What the exercise asks » Among the lines below, count those with the word "step". Answer with the number only.

[Supplied data Boundary: Start]

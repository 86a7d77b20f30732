//! Interval schedules between polls and retries.
//!
//! A [`Backoff`] maps the zero-based index of a sleep to its duration, given
//! the base interval of the wait. `Fixed` is the default and keeps the
//! interval constant, which is what the polling loop's evaluation-count
//! guarantees are stated against.

use serde::{Deserialize, Serialize};
use settle_error::ConfigurationError;
use std::time::Duration;

/// Backoff strategy between successive evaluations.
#[derive(Debug, Clone, PartialEq, Serialize, Deserialize, Default)]
#[serde(tag = "strategy", rename_all = "lowercase")]
pub enum Backoff {
    /// Same delay every time
    #[default]
    Fixed,
    /// `base * (step + 1)`, capped
    Linear { max_delay_ms: u64 },
    /// `base * multiplier^step`, capped
    Exponential {
        #[serde(default = "default_multiplier")]
        multiplier: f64,
        max_delay_ms: u64,
    },
}

fn default_multiplier() -> f64 {
    2.0
}

impl Backoff {
    pub fn linear(max_delay: Duration) -> Self {
        Self::Linear {
            max_delay_ms: duration_ms(max_delay),
        }
    }

    pub fn exponential(multiplier: f64, max_delay: Duration) -> Self {
        Self::Exponential {
            multiplier,
            max_delay_ms: duration_ms(max_delay),
        }
    }

    /// Upper bound on a single delay, if the strategy has one.
    pub fn max_delay(&self) -> Option<Duration> {
        match self {
            Self::Fixed => None,
            Self::Linear { max_delay_ms } | Self::Exponential { max_delay_ms, .. } => {
                Some(Duration::from_millis(*max_delay_ms))
            }
        }
    }

    /// Checks the strategy against the base interval it will scale.
    pub fn validate(&self, base: Duration) -> Result<(), ConfigurationError> {
        if let Self::Exponential { multiplier, .. } = self
            && (!multiplier.is_finite() || *multiplier < 1.0)
        {
            return Err(ConfigurationError::InvalidMultiplier(*multiplier));
        }

        match self.max_delay() {
            Some(max_delay) if max_delay < base => Err(ConfigurationError::MaxDelayBelowInterval {
                interval: base,
                max_delay,
            }),
            _ => Ok(()),
        }
    }

    /// Delay before evaluation `step + 1`. Saturates instead of overflowing.
    pub fn delay_for(&self, base: Duration, step: u32) -> Duration {
        match self {
            Self::Fixed => base,
            Self::Linear { max_delay_ms } => {
                let max = Duration::from_millis(*max_delay_ms);
                base.saturating_mul(step.saturating_add(1)).min(max)
            }
            Self::Exponential {
                multiplier,
                max_delay_ms,
            } => {
                let max = Duration::from_millis(*max_delay_ms);
                let exponent = i32::try_from(step).unwrap_or(i32::MAX);
                let secs = base.as_secs_f64() * multiplier.powi(exponent);
                Duration::try_from_secs_f64(secs)
                    .map(|delay| delay.min(max))
                    .unwrap_or(max)
            }
        }
    }

    /// The infinite sequence of delays for `base`.
    pub fn schedule(&self, base: Duration) -> impl Iterator<Item = Duration> + '_ {
        (0..=u32::MAX).map(move |step| self.delay_for(base, step))
    }
}

fn duration_ms(duration: Duration) -> u64 {
    u64::try_from(duration.as_millis()).unwrap_or(u64::MAX)
}
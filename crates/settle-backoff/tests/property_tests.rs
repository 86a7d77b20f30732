//! Property tests for settle-backoff schedules.

use proptest::prelude::*;
use settle_backoff::Backoff;
use std::time::Duration;

fn strategy_backoff() -> impl Strategy<Value = Backoff> {
    prop_oneof![
        Just(Backoff::Fixed),
        (1_000u64..60_000).prop_map(|max| Backoff::linear(Duration::from_millis(max))),
        (1.0f64..4.0, 1_000u64..60_000)
            .prop_map(|(m, max)| Backoff::exponential(m, Duration::from_millis(max))),
    ]
}

proptest! {
    // Delays never shrink from one step to the next.
    #[test]
    fn prop_schedule_is_non_decreasing(
        backoff in strategy_backoff(),
        base_ms in 1u64..1_000,
    ) {
        let base = Duration::from_millis(base_ms);
        let delays: Vec<_> = backoff.schedule(base).take(32).collect();
        for pair in delays.windows(2) {
            prop_assert!(pair[0] <= pair[1]);
        }
    }

    // Delays stay within [base, cap] whenever the strategy validates.
    #[test]
    fn prop_delays_bounded(
        backoff in strategy_backoff(),
        base_ms in 1u64..1_000,
        step in 0u32..10_000,
    ) {
        let base = Duration::from_millis(base_ms);
        prop_assume!(backoff.validate(base).is_ok());

        let delay = backoff.delay_for(base, step);
        prop_assert!(delay >= base);
        if let Some(max) = backoff.max_delay() {
            prop_assert!(delay <= max);
        }
    }
}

[Supplied data Boundary: End]

Answer area » 10